**Task prompt**
The lines from the start of the records through the one containing "written, main file last" are to be restated word for word; please include both ends.

[Start of section]

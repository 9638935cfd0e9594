//! Snapshot Coordinator
//!
//! Serializes saves and publishes their files.
//!
//! ## Save Sequence
//! 1. Take the persistence gate (`Busy` during a save, `Loading` during a load)
//! 2. Resolve the filename template against the backend location
//! 3. Capture a point-in-time view of the keyspace
//! 4. Encode every file in memory
//! 5. Stage every file, then publish them with the main file last
//!
//! A failure at any step discards whatever was staged; files published by
//! earlier saves stay untouched.

use std::sync::atomic::{AtomicU64, Ordering};
use std::sync::Arc;

use chrono::{DateTime, Utc};
use parking_lot::RwLock;
use tracing::{debug, error, info, warn};

use crate::error::Result;
use crate::keyspace::Keyspace;
use crate::storage::StorageBackend;

use super::codec::{codec_for, EncodedFile};
use super::filename::{FilenameTemplate, DEFAULT_NAME};
use super::gate::{PersistenceGate, Phase};
use super::{JobState, SnapshotFormat, SnapshotJob};

/// Marker left by the last successful save
#[derive(Debug, Clone, PartialEq, Eq)]
pub struct LastSave {
    pub format: SnapshotFormat,

    /// Files written, main file last
    pub files: Vec<String>,

    pub finished_at: DateTime<Utc>,

    /// Keys captured
    pub keys: usize,
}

impl LastSave {
    /// The file that identifies the saved snapshot
    pub fn main_file(&self) -> Option<&str> {
        self.files.last().map(String::as_str)
    }
}

/// Owner of the process-wide save lock
pub struct SnapshotCoordinator {
    backend: Arc<dyn StorageBackend>,
    keyspace: Arc<Keyspace>,

    /// Shared with the loader; held for the whole save
    gate: Arc<PersistenceGate>,

    next_id: AtomicU64,

    /// Most recent terminal job, successful or not
    last_job: RwLock<Option<SnapshotJob>>,

    last_save: RwLock<Option<LastSave>>,

    /// Keyspace mutation counter as of the last successful capture
    mutations_at_save: AtomicU64,
}

impl SnapshotCoordinator {
    pub fn new(backend: Arc<dyn StorageBackend>, keyspace: Arc<Keyspace>) -> Self {
        Self::with_gate(backend, keyspace, Arc::new(PersistenceGate::new()))
    }

    /// Build a coordinator that excludes loads holding the same gate
    pub fn with_gate(
        backend: Arc<dyn StorageBackend>,
        keyspace: Arc<Keyspace>,
        gate: Arc<PersistenceGate>,
    ) -> Self {
        let mutations = keyspace.mutations();
        Self {
            backend,
            keyspace,
            gate,
            next_id: AtomicU64::new(1),
            last_job: RwLock::new(None),
            last_save: RwLock::new(None),
            mutations_at_save: AtomicU64::new(mutations),
        }
    }

    /// Save the whole keyspace
    ///
    /// Fails without waiting: `Busy` if another save is running, `Loading`
    /// if a load holds the gate. An empty template saves under `dump`.
    pub fn save(&self, format: SnapshotFormat, template: &FilenameTemplate) -> Result<SnapshotJob> {
        let _guard = self.gate.enter(Phase::Saving)?;

        let id = self.next_id.fetch_add(1, Ordering::Relaxed);
        let mut job = SnapshotJob::new(id, format);
        job.state = JobState::Running;
        info!(job = id, format = %format, template = template.as_str(), "Save started");

        let result = self.run(&mut job, template);
        match &result {
            Ok(()) => {
                job.succeed();
                let finished_at = job.finished_at.unwrap_or_else(Utc::now);
                *self.last_save.write() = Some(LastSave {
                    format,
                    files: job.files.clone(),
                    finished_at,
                    keys: job.keys,
                });
                info!(
                    job = id,
                    main = job.main_file().unwrap_or_default(),
                    keys = job.keys,
                    "Save finished"
                );
            }
            Err(e) => {
                job.fail(e);
                error!(job = id, error = %e, "Save failed");
            }
        }

        *self.last_job.write() = Some(job.clone());
        result.map(|()| job)
    }

    /// True while a save holds the gate
    pub fn is_saving(&self) -> bool {
        self.gate.is_saving()
    }

    /// Marker of the last successful save
    pub fn last_save(&self) -> Option<LastSave> {
        self.last_save.read().clone()
    }

    /// Last job to reach a terminal state
    pub fn last_job(&self) -> Option<SnapshotJob> {
        self.last_job.read().clone()
    }

    /// Keyspace mutations not covered by the last successful save
    pub fn changes_since_last_save(&self) -> u64 {
        self.keyspace
            .mutations()
            .saturating_sub(self.mutations_at_save.load(Ordering::Acquire))
    }

    /// Treat the current keyspace as saved, e.g. right after a load
    pub fn reset_changes(&self) {
        self.mutations_at_save
            .store(self.keyspace.mutations(), Ordering::Release);
    }

    // =========================================================================
    // Private Helpers
    // =========================================================================

    fn run(&self, job: &mut SnapshotJob, template: &FilenameTemplate) -> Result<()> {
        let fallback;
        let template = if template.is_empty() {
            fallback = FilenameTemplate::new(DEFAULT_NAME);
            &fallback
        } else {
            template
        };

        let name = template.resolve(self.backend.location(), job.started_at)?;

        // Mutations counted before the capture may still land in it; the
        // counter can only over-report pending changes, never under-report.
        let mutations = self.keyspace.mutations();
        let snapshot = self.keyspace.snapshot();
        job.keys = snapshot.len();
        debug!(job = job.id, name = name.as_str(), keys = job.keys, "Captured keyspace");

        let files = codec_for(job.format).encode(&snapshot, &name)?;
        drop(snapshot);

        self.stage_all(&files)?;
        self.publish_all(&files)?;

        job.files = files.into_iter().map(|f| f.name).collect();
        self.mutations_at_save.store(mutations, Ordering::Release);
        Ok(())
    }

    fn stage_all(&self, files: &[EncodedFile]) -> Result<()> {
        for (i, file) in files.iter().enumerate() {
            if let Err(e) = self.backend.stage(&file.name, &file.data) {
                self.discard(&files[..=i]);
                return Err(e);
            }
        }
        Ok(())
    }

    /// Publish in order; the main file is last so it only appears once
    /// every file it depends on is in place
    fn publish_all(&self, files: &[EncodedFile]) -> Result<()> {
        for (i, file) in files.iter().enumerate() {
            if let Err(e) = self.backend.publish(&file.name) {
                self.discard(&files[i..]);
                return Err(e);
            }
        }
        Ok(())
    }

    fn discard(&self, files: &[EncodedFile]) {
        for file in files {
            if let Err(e) = self.backend.discard(&file.name) {
                warn!(file = %file.name, error = %e, "Failed to discard staged file");
            }
        }
    }
}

[End of section]

**Problem solution**
repository 9638935cfd0e9594
//! Snapshot Coordinator
//!
//! Serializes saves and publishes their files.
//!
//! ## Save Sequence
//! 1. Take the persistence gate (`Busy` during a save, `Loading` during a load)
//! 2. Resolve the filename template against the backend location
//! 3. Capture a point-in-time view of the keyspace
//! 4. Encode every file in memory
//! 5. Stage every file, then publish them with the main file last
//!
//! A failure at any step discards whatever was staged; files published by
//! earlier saves stay untouched.

use std::sync::atomic::{AtomicU64, Ordering};
use std::sync::Arc;

use chrono::{DateTime, Utc};
use parking_lot::RwLock;
use tracing::{debug, error, info, warn};

use crate::error::Result;
use crate::keyspace::Keyspace;
use crate::storage::StorageBackend;

use super::codec::{codec_for, EncodedFile};
use super::filename::{FilenameTemplate, DEFAULT_NAME};
use super::gate::{PersistenceGate, Phase};
use super::{JobState, SnapshotFormat, SnapshotJob};

/// Marker left by the last successful save
#[derive(Debug, Clone, PartialEq, Eq)]
pub struct LastSave {
    pub format: SnapshotFormat,

    /// Files written, main file last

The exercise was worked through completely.